(19e) Identification of Rigid Red Blood Cell Population Rigidity in Sickle-Cell Disease Patients Using a Parameterization Model of Ektacytometry | AIChE

(19e) Identification of Rigid Red Blood Cell Population Rigidity in Sickle-Cell Disease Patients Using a Parameterization Model of Ektacytometry

Authors 

Gutierrez, M. - Presenter, University of Michigan
Shamoun, M., University of Michigan
Tanski, T., University of Michigan
One of the key characteristics of sickle-cell disease (SCD) is the increased rigidity of the red blood cell (RBC) membrane. The decreased flexibility of individual RBCs contributes to the reduction in lifespan of the cell and is well known to be a primary cause of vassocclusion, which lead to painful crisis episodes and other more serious complications in SCD patients. Cell deformability is often overlooked as a critical factor in predicting disease severity. Recent investigations have shown that decreased RBC deformability reduce the ability of leukocytes to effectively bind to the vascular wall under blood flow – hinting that RBC rigidity plays a larger role in hemodynamics and potentially the well-being of SCD patients beyond simply instigating vassocclusion. Ektacytometry is a technique that has developed over the past few decades for measuring RBC deformability. By implementing laser diffraction viscometry, ektacytometry measurements can depict how RBC populations deform under applied shear stress. Deformation in the cell diffraction patterns is translated as an elongation index (EI) ratio. Although a robust technique, it is not perfect, i.e. ektacytometry will only render an average measurement of RBC deformability in a given sample. Diffraction patterns of both rigid RBCs and healthy soft RBCs are mixed together, thus rendering an average measurement of sample deformability and underestimating the bulk rigidity of the rigid RBC population in the whole blood sample.

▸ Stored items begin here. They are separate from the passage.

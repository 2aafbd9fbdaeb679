//! Single-elimination bracket generation with classic seeded placement.

use crate::models::{BracketNode, EngineError, Match, Stage, TeamId};

/// Build a complete single-elimination bracket for exactly `seeds.len()`
/// teams (seed 1 first). The team count must be a power of two.
pub fn generate_bracket(seeds: &[TeamId]) -> Result<BracketNode, EngineError> {
    if seeds.len() < 2 || !seeds.len().is_power_of_two() {
        return Err(EngineError::InvalidBracketSize(seeds.len()));
    }
    build_tree(seeds, seeds.len())
}

/// Build a bracket of `bracket_size` positions from `seeds.len()` teams,
/// padding the open positions with byes.
///
/// Rejects a bracket more than half empty (`2N < B`): that means the caller
/// picked the wrong size, and the bound guarantees every first-round slot
/// holds at least one real team.
pub fn generate_bracket_padded(
    seeds: &[TeamId],
    bracket_size: usize,
) -> Result<BracketNode, EngineError> {
    if bracket_size < 2 || !bracket_size.is_power_of_two() {
        return Err(EngineError::InvalidBracketSize(bracket_size));
    }
    if seeds.len() > bracket_size || seeds.len() * 2 < bracket_size {
        return Err(EngineError::InvalidFieldSize {
            field: seeds.len(),
            bracket: bracket_size,
        });
    }
    build_tree(seeds, bracket_size)
}

fn build_tree(seeds: &[TeamId], bracket_size: usize) -> Result<BracketNode, EngineError> {
    let order = seeding_order(bracket_size);

    let mut nodes: Vec<BracketNode> = Vec::with_capacity(bracket_size / 2);
    for pair in order.chunks(2) {
        let a = seeds.get(pair[0] - 1).copied();
        let b = seeds.get(pair[1] - 1).copied();
        let node = match (a, b) {
            (Some(a), Some(b)) => BracketNode::Match(Match::new(a, b, Stage::Playoff(1), 1)),
            (Some(t), None) | (None, Some(t)) => {
                BracketNode::Match(Match::bye(t, Stage::Playoff(1), 1))
            }
            (None, None) => {
                return Err(EngineError::InvalidFieldSize {
                    field: seeds.len(),
                    bracket: bracket_size,
                });
            }
        };
        nodes.push(node);
    }

    let mut round = 1;
    while nodes.len() > 1 {
        round += 1;
        let mut next = Vec::with_capacity(nodes.len() / 2);
        let mut iter = nodes.into_iter();
        while let (Some(left), Some(right)) = (iter.next(), iter.next()) {
            next.push(BracketNode::Round {
                round,
                left: Box::new(left),
                right: Box::new(right),
            });
        }
        nodes = next;
    }

    log::debug!(
        "generated {}-team bracket, {} round(s)",
        bracket_size,
        round
    );
    Ok(nodes.swap_remove(0))
}

/// Classic tournament seeding permutation, built by doubling:
/// `[1]` -> `[1,2]` -> `[1,4,2,3]` -> `[1,8,4,5,2,7,3,6]` -> ...
///
/// Adjacent pairs are the first-round matches; seed 1 and seed 2 land in
/// opposite halves, recursively within every sub-bracket.
fn seeding_order(size: usize) -> Vec<usize> {
    let mut order = vec![1];
    let mut n = 1;
    while n < size {
        n *= 2;
        let mut next = Vec::with_capacity(n);
        for &seed in &order {
            next.push(seed);
            next.push(n + 1 - seed);
        }
        order = next;
    }
    order
}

Here, we present an approach to estimate rigidity of HbS cells, i.e. rigid RBCs, in SCD via the artificial rigidification of healthy RBCs at different degrees of stiffnesses which are then mixed into whole blood samples with different fractions of healthy soft RBCs. Healthy donor, i.e. non-SCD donor, RBCs are incubated with predetermined concentrations of tert-butly hydroperoxide to induce RBC membrane rigidification. Whole blood samples with controlled amounts of rigid RBCs are measured via ektacytometry. We then parameterize these ektacytometry measurements to develop a method that predicts the bulk rigidity of the rigid RBC population in a SCD patient blood sample. Using hemoglobin electrophoresis, we determine rigid fraction of rigid RBCs in SCD patient blood samples. We find that bulk ektactymoetry measurements typically underestimate the stiffness of rigid RBCs. In some SCD patients, the stiffness of rigid RBCs is often underestimated by ~4 times fold when compared to a bulk ektacytometry measurement.

This novel method can estimate bulk rigidity of rigid RBC populations with greater certainty, which can serve as a potential platform for more accurately estimating rigidity of rigid RBC populations in a patient sample and thus better understanding disease severity in a patient and deciding optimal treatment options.